It is hypothesized by New York University Egyptologist Patricia Blackwell Gary and Astronomy senior editor Richard Talcott that the shapes of the ancient Eygyptian pyramid and obelisk were derived from natural phenomena associated with the sun (the sun-god Ra being the Egyptians' greatest deity).[2] The pyramid and obelisk would have been inspired by previously overlooked astronomical phenomena connected with sunrise and sunset: the zodiacal light and Sun pillars, respectively.

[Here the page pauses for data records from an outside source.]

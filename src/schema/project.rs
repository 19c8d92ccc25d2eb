//! `metakube_project` data source model.

use std::collections::BTreeMap;

use serde::{Deserialize, Serialize};

use crate::api::types::Project;

use super::{AttrType, Attribute, Schema};

/// A project looked up by name.
#[derive(Debug, Clone, Default, PartialEq, Eq, Serialize, Deserialize)]
pub struct ProjectModel {
    /// Project id.
    pub id: String,
    /// Project name.
    pub name: String,
    /// Project phase.
    #[serde(default)]
    pub status: String,
    /// Project labels.
    #[serde(default, skip_serializing_if = "BTreeMap::is_empty")]
    pub labels: BTreeMap<String, String>,
}

impl From<Project> for ProjectModel {
    fn from(project: Project) -> Self {
        Self {
            id: project.id,
            name: project.name,
            status: project.status,
            labels: project.labels,
        }
    }
}

/// Attribute table of the `metakube_project` data source.
pub const SCHEMA: Schema = Schema {
    type_name: "metakube_project",
    attributes: &[
        Attribute::required("name", AttrType::String),
        Attribute::computed("id", AttrType::String),
        Attribute::computed("status", AttrType::String),
        Attribute::computed("labels", AttrType::Map),
    ],
};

The Romans were infatuated with obelisks, to the extent that there are now more than twice as many obelisks standing in Rome as remain in Egypt. All fell after the Roman period except for the Vatican obelisk and were re-erected in different locations.

The tallest Egyptian obelisk graces the square in front of the Lateran Basilica in Rome.

Not all the Egyptian obelisks re-erected in the Roman Empire were set up at Rome. Herod the Great imitated his Roman patrons and set up a red granite Egyptian obelisk in the hippodrome (racetrack) of his grand new city Caesarea in northern Judea. It was discovered by archaeologists and has been re-erected at its former site.

In Constantinople, the Eastern Emperor Theodosius shipped an obelisk in AD 390 and had it set up in his hippodrome, on a specially-built base, where it has weathered Crusaders and Seljuks and stands in the Hippodrome square in modern Istanbul.

Rome is the obelisk capital of the world. The most prominent is the 25.5 m obelisk at Saint Peter's Square in Rome. The obelisk had stood since AD 37 on its site on the wall of the Circus of Nero, flanking St Peter's Basilica:

"The elder Pliny in his Natural History refers to the obelisk's transportation from Egypt to Rome by order of the Emperor Gaius (Caligula) as an outstanding event. The barge that carried it had a huge mast of fir wood which four men's arms could not encircle. One hundred and twenty bushels of lentils were needed for ballast. Having fulfilled its purpose, the gigantic vessel was no longer wanted. Therefore, filled with stones and cement, it was sunk to form the foundations of the foremost quay of the new harbour at Ostia."[3]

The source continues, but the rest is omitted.